Before knowing who they were, Obama called the perpetrators of the bombings “small stunted individuals.”

A public desperate for information on who carried out the attack and why were left disappointed and confused Wednesday when the media did not shower itself in glory, running full steam ahead with erroneous reports that a suspect had been identified and arrested.

False bomb threats at the federal courthouse and the State House, and on-again, off-again press conferences ensued.

But after more than 24 hours without an official update, the F.B.I. on Thursday night announced a break in the case.

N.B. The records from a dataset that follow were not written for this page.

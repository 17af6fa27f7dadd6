use async_trait::async_trait;
use uuid::Uuid;

use crate::model::{ExecuteDocument, ExecuteRequest, RunStep};

/// Error opaco devuelto por un narrador (generación de texto externa).
pub type NarrationError = Box<dyn std::error::Error + Send + Sync>;

/// Paso declarado por un plan, antes de ejecutarse.
#[derive(Debug, Clone, PartialEq, Eq)]
pub struct StepTemplate {
    pub id: String,
    pub name: String,
    pub description: String,
}

impl StepTemplate {
    pub fn new(id: impl Into<String>, name: impl Into<String>, description: impl Into<String>) -> Self {
        Self { id: id.into(),
               name: name.into(),
               description: description.into() }
    }
}

/// Secuencia ordenada de pasos de un workflow.
#[derive(Debug, Clone, Default, PartialEq, Eq)]
pub struct WorkflowPlan {
    pub steps: Vec<StepTemplate>,
}

impl WorkflowPlan {
    pub fn new(steps: Vec<StepTemplate>) -> Self {
        Self { steps }
    }
    pub fn len(&self) -> usize {
        self.steps.len()
    }
    pub fn is_empty(&self) -> bool {
        self.steps.is_empty()
    }
}

/// Contexto que recibe el narrador para un paso.
#[derive(Debug)]
pub struct StepContext<'a> {
    pub run_id: Uuid,
    pub workflow_id: &'a str,
    pub workflow_title: &'a str,
    pub workflow_description: &'a str,
    pub step: &'a StepTemplate,
    pub index: usize,
    pub total: usize,
    pub inputs: &'a serde_json::Map<String, serde_json::Value>,
    pub documents: &'a [ExecuteDocument],
    /// Pasos ya completados en este run, en orden.
    pub previous: &'a [RunStep],
}

/// Productor opaco del texto `reasoning` de cada paso.
#[async_trait]
pub trait StepNarrator: Send + Sync {
    async fn narrate(&self, ctx: &StepContext<'_>) -> Result<String, NarrationError>;
}

/// Decide qué pasos ejecuta un workflow.
pub trait StepPlanner: Send + Sync {
    fn plan(&self, request: &ExecuteRequest) -> WorkflowPlan;
}

/// Plan por defecto de tres pasos: revisión documental, análisis de
/// respuestas y preparación del entregable.
#[derive(Debug, Clone, Copy, Default)]
pub struct StandardPlanner;

impl StepPlanner for StandardPlanner {
    fn plan(&self, request: &ExecuteRequest) -> WorkflowPlan {
        WorkflowPlan::new(vec![StepTemplate::new("document-review",
                                                 "Document Review",
                                                 "Review the documents attached to the run"),
                               StepTemplate::new("input-analysis",
                                                 "Input Analysis",
                                                 format!("Analyze the answers collected for {}", request.workflow_title)),
                               StepTemplate::new("deliverable-preparation",
                                                 "Deliverable Preparation",
                                                 "Assemble findings into the client deliverable"),])
    }
}

/// Narrador mínimo usado cuando no se configura otro.
#[derive(Debug, Clone, Copy, Default)]
pub struct PlainNarrator;

#[async_trait]
impl StepNarrator for PlainNarrator {
    async fn narrate(&self, ctx: &StepContext<'_>) -> Result<String, NarrationError> {
        Ok(format!("{} ({} of {}): {}.", ctx.step.name, ctx.index + 1, ctx.total, ctx.step.description))
    }
}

The feds had identified two suspects caught on surveillance tape on Boylston Street at the time of Monday’s attack, including video not shared with the public of Suspect 2, or “white hat” dropping a backpack at the site of the second explosion in front of the Forum restaurant.

With law enforcement’s appeal to the public for help identifying and finding the suspects, there was a sense that significant progress had been made.

The subsequent events were stunning.

Many went to sleep Thursday night knowing only that another tragedy was unfolding across the river in Cambridge where an MIT police officer had been shot and killed. They awoke to one the largest manhunts in history, images displayed on TV of a terrifying police shootout with the suspects, news that a transit cop Richard Donohue, 33, had been shot and was in critical condition at Mt. Auburn Hospital, and the names of the suspects – Dzhokar and Tamerlan Tsarnaev – plastered throughout the media.

Details of the two brothers from near the Chechnya region of Russia trickled out. Tamerlan, 26, was married and newer to the United States than his younger brother, a graduate of Cambridge Rindge and Latin and a student at UMass Dartmouth. Tamerlan died during the confrontation with police, while Dzhokar vanished, with police later saying they didn’t have enough people to establish a perimeter and address first aid needs on scene.

The city and surrounding communities from Watertown and Waltham to Boston and Newton spent Friday on high alert and praying for a conclusion to a surreal week of tragedy.

Needless to say, politics and legislating took a backseat this week. The five candidates for U.S. Senate suspended their campaigns Monday, after the bombings. Rep. Daniel Winslow announced he would try to ease back onto the trail Thursday afternoon after the healing service, but that plan was washed by the developments Friday.

For Democrat Stephen Lynch, there had to be a sense of déjà vu. The last time he ran in a special election he was elected to Congress on Sept. 11, 2001.

U.S. Rep. Lynch, one of two Democrats seeking to replace John Kerry in the Senate, appeared frequently on television standing in the background of the FBI briefings at the Westin Copley throughout the week. His remarks, however, were confined to ones of sympathy for the victims, particularly the family of 8-year-old Martin Richard.

Lynch knew the Richard family from Dorchester and met extensively with them at the hospital as they grieved the loss of their middle son and prayed for the recovery of their youngest daughter. The father, Bill, and mother in the family were also injured in the second blast on Boylston Street.

With the city and the media focus elsewhere, House budget writers quietly tried to prepare for next week’s debate on the Ways and Means Committee’s $33.8 billion spending plan for fiscal 2014, still on track to begin Monday. There were 888 amendments filed.

The Gaming Commission also made a critical decision to open the southeast region to commercial casino license applicants, a much scrutinized issue with implications for the Mashpee Wampanoag’s pursuit of a Taunton casino that could have ramifications for the broader development of gaming in Massachusetts.

The acquittal of former Probation Department head John O’Brien also slipped by relatively unnoticed, another blow to Attorney General Martha Coakley and her stepped up efforts to prosecute public corruption armed with new laws.

Coakley tried O’Brien for allegedly organizing a fundraiser for former Treasurer Tim Cahill in order to win his wife a job in the Treasury. But as in the case of Cahill, who was found not guilty of illegally using public Lottery resources to bolster his 2010 gubernatorial campaign, a jury found O’Brien not guilty.